//! Per-page outcome definitions for crawl reporting
//!
//! Every dequeued URL ends its loop iteration in exactly one of these outcomes.

use std::fmt;

/// Represents what happened to a URL taken from the queue
#[derive(Debug, Clone, Copy, PartialEq, Eq, Hash)]
pub enum PageOutcome {
    // ===== Success States =====
    /// Page was fetched and the converter wrote it
    Converted,

    // ===== Skip States =====
    /// Identity was already visited earlier in the run (or a previous run)
    AlreadyVisited,

    /// Lifetime failure count reached the skip threshold
    AutoSkipped,

    /// Crawl was cancelled while the fetch waited to retry; the URL goes back
    /// into the queue
    Cancelled,

    // ===== Error States =====
    /// Page was fetched but the converter failed
    ConvertFailed,

    /// Fetch ended in a terminal failure
    FetchFailed,
}

impl PageOutcome {
    /// Returns true if this represents a successful conversion
    pub fn is_success(&self) -> bool {
        matches!(self, Self::Converted)
    }

    /// Returns true if the URL was not fetched at all
    pub fn is_skipped(&self) -> bool {
        matches!(self, Self::AlreadyVisited | Self::AutoSkipped | Self::Cancelled)
    }

    /// Returns true if this represents an error
    pub fn is_error(&self) -> bool {
        matches!(self, Self::ConvertFailed | Self::FetchFailed)
    }

    /// Returns true if the page was fetched (regardless of conversion)
    pub fn was_fetched(&self) -> bool {
        matches!(self, Self::Converted | Self::ConvertFailed)
    }

    /// Short machine-readable name used in log fields
    pub fn as_str(&self) -> &'static str {
        match self {
            Self::Converted => "converted",
            Self::AlreadyVisited => "already_visited",
            Self::AutoSkipped => "auto_skipped",
            Self::Cancelled => "cancelled",
            Self::ConvertFailed => "convert_failed",
            Self::FetchFailed => "fetch_failed",
        }
    }
}

impl fmt::Display for PageOutcome {
    fn fmt(&self, f: &mut fmt::Formatter<'_>) -> fmt::Result {
        f.write_str(self.as_str())
    }
}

◇ ◇ ◇ ◇

Problem to work on: Filter the records above and copy every line that contains the word "PageOutcome".

Response to this task:
pub enum PageOutcome {
impl PageOutcome {
impl fmt::Display for PageOutcome {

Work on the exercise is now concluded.